**SOURCE MATERIAL**
"""

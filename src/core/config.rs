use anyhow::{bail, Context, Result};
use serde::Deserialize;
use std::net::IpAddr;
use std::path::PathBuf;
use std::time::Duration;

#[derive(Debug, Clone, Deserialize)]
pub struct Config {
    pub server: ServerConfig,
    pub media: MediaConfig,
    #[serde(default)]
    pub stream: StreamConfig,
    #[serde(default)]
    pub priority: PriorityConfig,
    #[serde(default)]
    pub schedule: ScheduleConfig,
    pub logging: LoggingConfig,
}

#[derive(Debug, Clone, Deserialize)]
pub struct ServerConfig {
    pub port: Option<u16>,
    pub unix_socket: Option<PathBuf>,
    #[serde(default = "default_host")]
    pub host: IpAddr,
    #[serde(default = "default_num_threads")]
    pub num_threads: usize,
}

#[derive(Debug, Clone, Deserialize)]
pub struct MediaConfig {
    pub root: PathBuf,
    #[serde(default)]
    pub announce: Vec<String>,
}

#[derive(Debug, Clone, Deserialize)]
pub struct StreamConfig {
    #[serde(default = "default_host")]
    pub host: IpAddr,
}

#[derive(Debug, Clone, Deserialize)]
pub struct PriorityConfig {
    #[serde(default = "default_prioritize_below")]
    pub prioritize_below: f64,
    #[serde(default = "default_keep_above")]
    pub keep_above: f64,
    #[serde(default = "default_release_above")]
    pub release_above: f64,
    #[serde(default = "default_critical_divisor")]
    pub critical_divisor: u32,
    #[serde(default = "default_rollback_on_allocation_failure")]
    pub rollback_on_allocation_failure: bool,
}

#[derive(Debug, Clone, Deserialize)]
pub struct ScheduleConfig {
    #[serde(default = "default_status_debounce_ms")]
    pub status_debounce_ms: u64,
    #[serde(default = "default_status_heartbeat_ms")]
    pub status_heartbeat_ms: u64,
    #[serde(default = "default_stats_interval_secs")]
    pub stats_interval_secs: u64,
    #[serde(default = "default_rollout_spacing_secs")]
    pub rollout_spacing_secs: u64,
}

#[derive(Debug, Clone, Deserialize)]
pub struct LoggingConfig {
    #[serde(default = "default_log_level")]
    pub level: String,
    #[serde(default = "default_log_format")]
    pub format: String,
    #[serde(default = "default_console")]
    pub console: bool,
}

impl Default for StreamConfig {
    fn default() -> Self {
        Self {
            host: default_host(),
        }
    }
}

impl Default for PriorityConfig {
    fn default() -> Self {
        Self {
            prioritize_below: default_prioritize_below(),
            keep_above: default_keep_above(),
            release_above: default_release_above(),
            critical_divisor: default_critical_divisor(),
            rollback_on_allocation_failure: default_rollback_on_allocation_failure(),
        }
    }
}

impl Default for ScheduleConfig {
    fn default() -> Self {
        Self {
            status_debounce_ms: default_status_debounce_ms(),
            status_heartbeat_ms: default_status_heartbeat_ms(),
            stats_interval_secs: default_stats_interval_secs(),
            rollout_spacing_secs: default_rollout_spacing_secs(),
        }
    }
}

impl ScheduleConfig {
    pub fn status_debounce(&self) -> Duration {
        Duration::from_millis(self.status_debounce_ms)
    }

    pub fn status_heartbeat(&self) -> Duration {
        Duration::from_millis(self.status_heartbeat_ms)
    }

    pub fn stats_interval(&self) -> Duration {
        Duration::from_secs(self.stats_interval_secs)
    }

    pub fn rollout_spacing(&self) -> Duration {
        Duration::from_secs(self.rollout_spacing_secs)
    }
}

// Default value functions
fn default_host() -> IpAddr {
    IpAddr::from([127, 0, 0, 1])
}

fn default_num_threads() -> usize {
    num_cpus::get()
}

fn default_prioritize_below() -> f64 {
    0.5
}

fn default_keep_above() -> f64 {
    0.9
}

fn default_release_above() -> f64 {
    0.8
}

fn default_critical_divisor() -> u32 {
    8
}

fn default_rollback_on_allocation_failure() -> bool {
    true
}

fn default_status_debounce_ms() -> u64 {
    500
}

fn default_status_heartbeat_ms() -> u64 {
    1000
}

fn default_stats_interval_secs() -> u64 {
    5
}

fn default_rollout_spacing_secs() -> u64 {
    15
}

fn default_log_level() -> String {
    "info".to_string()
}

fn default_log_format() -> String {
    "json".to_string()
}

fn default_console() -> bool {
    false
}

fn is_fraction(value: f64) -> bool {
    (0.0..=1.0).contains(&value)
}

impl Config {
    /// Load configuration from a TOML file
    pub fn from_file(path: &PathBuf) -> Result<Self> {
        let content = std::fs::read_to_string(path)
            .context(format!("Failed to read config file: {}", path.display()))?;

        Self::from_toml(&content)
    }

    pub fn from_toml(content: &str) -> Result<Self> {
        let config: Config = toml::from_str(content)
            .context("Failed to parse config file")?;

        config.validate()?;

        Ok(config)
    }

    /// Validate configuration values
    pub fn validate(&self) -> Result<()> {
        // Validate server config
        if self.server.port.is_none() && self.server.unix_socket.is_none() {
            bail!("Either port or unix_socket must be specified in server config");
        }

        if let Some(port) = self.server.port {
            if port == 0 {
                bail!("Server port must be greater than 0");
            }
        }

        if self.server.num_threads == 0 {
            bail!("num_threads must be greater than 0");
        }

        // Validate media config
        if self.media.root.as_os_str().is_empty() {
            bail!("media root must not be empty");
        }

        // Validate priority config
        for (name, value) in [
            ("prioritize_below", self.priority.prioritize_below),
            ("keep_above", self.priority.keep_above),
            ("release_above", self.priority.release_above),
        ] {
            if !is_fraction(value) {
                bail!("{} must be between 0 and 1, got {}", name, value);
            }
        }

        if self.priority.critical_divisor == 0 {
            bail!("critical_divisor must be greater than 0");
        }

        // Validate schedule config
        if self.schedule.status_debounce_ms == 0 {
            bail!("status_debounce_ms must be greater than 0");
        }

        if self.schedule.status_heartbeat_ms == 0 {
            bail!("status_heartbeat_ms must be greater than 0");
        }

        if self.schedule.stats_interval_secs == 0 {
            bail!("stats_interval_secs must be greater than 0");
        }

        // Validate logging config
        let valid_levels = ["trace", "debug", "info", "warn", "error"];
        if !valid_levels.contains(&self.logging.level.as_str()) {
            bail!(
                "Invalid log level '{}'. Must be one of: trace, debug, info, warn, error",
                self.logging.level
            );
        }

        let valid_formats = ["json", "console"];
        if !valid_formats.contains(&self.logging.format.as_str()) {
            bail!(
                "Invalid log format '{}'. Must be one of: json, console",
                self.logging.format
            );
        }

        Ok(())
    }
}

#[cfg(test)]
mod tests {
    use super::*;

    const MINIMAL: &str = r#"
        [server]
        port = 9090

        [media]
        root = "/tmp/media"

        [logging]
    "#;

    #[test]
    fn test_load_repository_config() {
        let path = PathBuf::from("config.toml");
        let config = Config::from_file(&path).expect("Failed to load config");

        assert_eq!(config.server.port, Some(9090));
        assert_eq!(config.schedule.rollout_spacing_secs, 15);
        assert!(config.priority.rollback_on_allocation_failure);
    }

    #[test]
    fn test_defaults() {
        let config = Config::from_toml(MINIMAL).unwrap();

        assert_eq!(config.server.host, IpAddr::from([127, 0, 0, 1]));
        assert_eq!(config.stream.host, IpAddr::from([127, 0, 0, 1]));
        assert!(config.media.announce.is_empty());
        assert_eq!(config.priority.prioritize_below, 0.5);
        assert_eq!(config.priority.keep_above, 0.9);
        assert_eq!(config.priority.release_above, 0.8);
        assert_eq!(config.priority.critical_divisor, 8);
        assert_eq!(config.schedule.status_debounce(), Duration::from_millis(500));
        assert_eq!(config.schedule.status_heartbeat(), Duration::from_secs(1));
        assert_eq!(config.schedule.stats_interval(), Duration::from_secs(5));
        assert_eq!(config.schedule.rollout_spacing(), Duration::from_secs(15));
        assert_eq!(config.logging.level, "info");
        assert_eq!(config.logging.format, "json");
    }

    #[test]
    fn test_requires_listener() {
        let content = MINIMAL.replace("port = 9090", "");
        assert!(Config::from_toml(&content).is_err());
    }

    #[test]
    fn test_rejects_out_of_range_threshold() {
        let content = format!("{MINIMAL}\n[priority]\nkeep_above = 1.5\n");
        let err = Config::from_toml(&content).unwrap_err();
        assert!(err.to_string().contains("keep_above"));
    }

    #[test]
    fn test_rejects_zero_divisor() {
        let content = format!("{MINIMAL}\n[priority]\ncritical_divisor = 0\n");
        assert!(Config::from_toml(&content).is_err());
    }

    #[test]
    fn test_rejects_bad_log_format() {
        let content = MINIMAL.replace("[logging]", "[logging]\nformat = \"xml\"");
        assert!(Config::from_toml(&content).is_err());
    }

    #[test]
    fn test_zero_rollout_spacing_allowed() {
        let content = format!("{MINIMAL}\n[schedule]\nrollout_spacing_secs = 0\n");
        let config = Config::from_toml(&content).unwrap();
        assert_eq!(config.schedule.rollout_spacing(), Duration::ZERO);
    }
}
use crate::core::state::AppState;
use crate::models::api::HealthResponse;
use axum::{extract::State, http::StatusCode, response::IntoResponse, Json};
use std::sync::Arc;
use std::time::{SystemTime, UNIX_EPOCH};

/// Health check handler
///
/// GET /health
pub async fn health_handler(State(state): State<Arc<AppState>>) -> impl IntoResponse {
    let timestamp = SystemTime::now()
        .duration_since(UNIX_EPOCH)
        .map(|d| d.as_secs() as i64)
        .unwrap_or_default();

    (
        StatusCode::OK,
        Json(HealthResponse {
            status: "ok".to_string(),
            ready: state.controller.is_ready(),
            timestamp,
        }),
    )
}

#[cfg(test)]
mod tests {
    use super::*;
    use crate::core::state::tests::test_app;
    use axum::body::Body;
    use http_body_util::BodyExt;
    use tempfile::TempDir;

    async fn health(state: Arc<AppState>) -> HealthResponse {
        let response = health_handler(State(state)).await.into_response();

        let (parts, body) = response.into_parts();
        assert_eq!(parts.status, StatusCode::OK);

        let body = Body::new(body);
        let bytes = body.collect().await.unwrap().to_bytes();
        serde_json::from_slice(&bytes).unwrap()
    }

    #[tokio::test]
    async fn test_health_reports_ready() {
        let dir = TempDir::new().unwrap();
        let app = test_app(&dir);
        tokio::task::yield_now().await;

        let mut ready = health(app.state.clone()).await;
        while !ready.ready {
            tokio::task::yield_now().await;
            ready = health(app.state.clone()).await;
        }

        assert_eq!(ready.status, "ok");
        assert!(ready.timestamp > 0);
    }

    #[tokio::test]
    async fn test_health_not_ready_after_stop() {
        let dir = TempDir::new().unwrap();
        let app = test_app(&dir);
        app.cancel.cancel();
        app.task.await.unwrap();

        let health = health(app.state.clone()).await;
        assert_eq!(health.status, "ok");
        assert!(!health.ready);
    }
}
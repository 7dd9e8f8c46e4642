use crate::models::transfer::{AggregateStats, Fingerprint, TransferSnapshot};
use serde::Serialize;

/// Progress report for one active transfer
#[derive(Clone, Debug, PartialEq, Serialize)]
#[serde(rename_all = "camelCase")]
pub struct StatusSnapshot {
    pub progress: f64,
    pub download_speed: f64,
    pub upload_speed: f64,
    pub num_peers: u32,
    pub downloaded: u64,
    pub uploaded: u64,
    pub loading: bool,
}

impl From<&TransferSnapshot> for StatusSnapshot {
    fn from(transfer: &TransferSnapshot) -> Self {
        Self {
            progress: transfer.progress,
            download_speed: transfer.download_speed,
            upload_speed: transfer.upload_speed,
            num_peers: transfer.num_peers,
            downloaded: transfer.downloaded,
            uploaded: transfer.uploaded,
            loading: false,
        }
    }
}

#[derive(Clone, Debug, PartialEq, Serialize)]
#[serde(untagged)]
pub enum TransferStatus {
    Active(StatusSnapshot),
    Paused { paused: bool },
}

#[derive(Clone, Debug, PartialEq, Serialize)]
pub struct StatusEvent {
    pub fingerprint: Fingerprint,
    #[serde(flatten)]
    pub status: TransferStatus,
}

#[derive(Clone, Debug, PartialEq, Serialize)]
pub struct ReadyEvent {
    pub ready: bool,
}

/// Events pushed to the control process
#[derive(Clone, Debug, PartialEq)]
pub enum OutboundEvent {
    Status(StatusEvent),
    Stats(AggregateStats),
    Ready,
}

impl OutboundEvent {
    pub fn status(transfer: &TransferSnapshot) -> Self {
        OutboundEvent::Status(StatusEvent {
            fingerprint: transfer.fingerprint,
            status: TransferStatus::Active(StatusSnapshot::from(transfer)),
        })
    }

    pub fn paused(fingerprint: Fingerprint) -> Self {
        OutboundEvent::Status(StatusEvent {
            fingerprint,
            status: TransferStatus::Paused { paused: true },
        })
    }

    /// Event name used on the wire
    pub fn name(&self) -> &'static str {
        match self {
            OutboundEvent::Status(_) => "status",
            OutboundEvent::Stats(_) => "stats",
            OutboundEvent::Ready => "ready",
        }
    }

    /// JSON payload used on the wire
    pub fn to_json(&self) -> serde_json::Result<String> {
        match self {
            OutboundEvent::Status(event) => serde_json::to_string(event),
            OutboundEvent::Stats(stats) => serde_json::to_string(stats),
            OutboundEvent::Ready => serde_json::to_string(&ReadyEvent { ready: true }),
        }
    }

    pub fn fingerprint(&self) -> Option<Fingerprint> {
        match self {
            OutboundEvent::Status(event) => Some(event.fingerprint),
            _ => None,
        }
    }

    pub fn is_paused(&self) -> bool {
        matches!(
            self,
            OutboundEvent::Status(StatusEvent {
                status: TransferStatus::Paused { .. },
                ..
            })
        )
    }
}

"""

**WHAT YOU WILL DO**
Gather all lines from the listing above in which "enum" occurs.

**REPLY TO THE EXERCISE**
pub enum TransferStatus {
pub enum OutboundEvent {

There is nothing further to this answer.